In Collins v. Lockhart, 754 F.2d 258, 263-4 (C.C.A. 8 1985), the United States Court of Appeals was confronted with the same problem, whether the “double counting” of “one aspect of the evidence” to prove both the intent behind the murder and the aggravating circumstance is constitutionally impermissible. The Court stated the “question is”:
“[W]hether use of an aggravating circumstance that duplicates an element of crime itself is a violation of the Eighth Amendment_ Aggravating circumstances, in order to comply with the Eighth Amendment, must ‘genuinely narrow the class of persons eligible for the death penalty.

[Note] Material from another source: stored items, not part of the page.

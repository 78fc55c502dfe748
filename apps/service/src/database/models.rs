use std::time::{Duration, SystemTime, UNIX_EPOCH};

use serde::{Deserialize, Serialize};
use serde_json::{Value, json};
use uuid::Uuid;

use crate::alerting::AlertKind;
use crate::monitoring::checker::ProbeKind;
use crate::monitoring::types::{CheckOutcome, ServiceStatus};

/// Convert SystemTime to a unix-second timestamp.
pub fn timestamp_to_i64(time: SystemTime) -> i64 {
    time.duration_since(UNIX_EPOCH).unwrap_or_default().as_secs() as i64
}

/// Convert a unix-second timestamp back to SystemTime.
pub fn i64_to_timestamp(timestamp: i64) -> SystemTime {
    UNIX_EPOCH + Duration::from_secs(timestamp.max(0) as u64)
}

/// A monitored endpoint.
#[derive(Debug, Clone, Serialize, Deserialize)]
pub struct Service {
    pub id: Option<i64>,
    pub uuid: Uuid,
    pub name: String,
    pub kind: ProbeKind,
    pub target: String,
    /// Desired cadence in minutes. Stored for the dashboard; the scheduler
    /// checks every service on its fixed global tick.
    pub check_frequency_minutes: u32,
    /// Consecutive failing checks required before a down alert.
    pub retry_threshold: u32,
    /// Minutes bounding the failure lookback and gating alert resends.
    pub grace_period_minutes: u32,
    pub alert_email: String,
    pub created_at: SystemTime,
    pub updated_at: SystemTime,
}

impl Service {
    pub fn new(name: String, kind: ProbeKind, target: String, alert_email: String) -> Self {
        let now = SystemTime::now();
        Self {
            id: None,
            uuid: Uuid::new_v4(),
            name,
            kind,
            target,
            check_frequency_minutes: 1,
            retry_threshold: 3,
            grace_period_minutes: 5,
            alert_email,
            created_at: now,
            updated_at: now,
        }
    }

    /// Failure-lookback and alert-resend window.
    pub fn grace_period(&self) -> Duration {
        Duration::from_secs(u64::from(self.grace_period_minutes) * 60)
    }

    pub fn touch(&mut self) {
        self.updated_at = SystemTime::now();
    }
}

/// One probe outcome in the append-only history.
#[derive(Debug, Clone, Serialize, Deserialize)]
pub struct CheckRecord {
    pub id: Option<i64>,
    pub service_uuid: Uuid,
    pub timestamp: SystemTime,
    pub status: ServiceStatus,
    pub latency_ms: Option<u64>,
    pub detail: Value,
}

impl CheckRecord {
    pub fn from_outcome(outcome: &CheckOutcome) -> Self {
        Self {
            id: None,
            service_uuid: outcome.service_uuid,
            timestamp: outcome.timestamp,
            status: outcome.status,
            latency_ms: outcome.latency_ms,
            detail: outcome.detail.clone(),
        }
    }
}

/// A notification event in the append-only history.
#[derive(Debug, Clone, Serialize, Deserialize)]
pub struct AlertRecord {
    pub id: Option<i64>,
    pub service_uuid: Uuid,
    pub timestamp: SystemTime,
    pub kind: AlertKind,
    pub detail: Value,
}

impl AlertRecord {
    /// Snapshot the triggering check into an alert row.
    pub fn from_check(kind: AlertKind, outcome: &CheckOutcome) -> Self {
        Self {
            id: None,
            service_uuid: outcome.service_uuid,
            timestamp: outcome.timestamp,
            kind,
            detail: json!({
                "status": outcome.status,
                "detail": outcome.detail,
                "latency_ms": outcome.latency_ms,
            }),
        }
    }
}

/// Internal fault note. No foreign relation; written, never read back by
/// the core.
#[derive(Debug, Clone, Serialize, Deserialize)]
pub struct ErrorRecord {
    pub id: Option<i64>,
    pub timestamp: SystemTime,
    pub message: String,
}

/// Singleton SMTP relay settings, managed by the administrative layer.
#[derive(Debug, Clone, Serialize, Deserialize)]
pub struct MailRelayConfig {
    pub host: String,
    pub port: u16,
    pub username: String,
    pub password: String,
    pub from_email: String,
    /// Upgrade the session with STARTTLS before sending.
    pub use_tls: bool,
}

The Court then answered the question:
“We see no escape from the conclusion that an aggravating circumstance which merely repeats an element of the underlying crime cannot perform this narrowing function.”
*475Burglary is not an end in itself. It is a crime of means, a means to an end, that end being the commission of some other offense after entry has been obtained. If the intent behind the burglary was murder, the murder that followed was not accompanied by an aggravating factor as necessary to place the accused in the death eligible class.
KRS 532.025 should not be construed as qualifying murderers for the death penalty on the basis of “situs.” Murder carried out on one side of a door should not qualify for the death penalty where the same murder on the other side would not. Death is not an appropriate penalty simply by reason of location. This is not what the United States Supreme Court meant by a rule requiring additional statutory aggravating factors before placing the murderer in the select group that should be eligible for the death penalty. Furman v. Georgia, 408 U.S. 238, 92 S.Ct. 2726, 33 L.Ed.2d 346 (1972); Gregg v. Georgia, 428 U.S. 153, 96 S.Ct. 2909, 49 L.Ed.2d 859 (1976). This is an arbitrary classification in violation of the United States Supreme Court’s interpretation of the Eighth Amendment protection against cruel or unusual punishment.
We should instruct the trial court that upon a new trial the jury may only utilize burglary to place the accused in the death eligible class if it believes that the purpose of the burglary was to commit some crime other than murder, and further believes that, after gaining entry, the defendant then formed the intent to commit murder.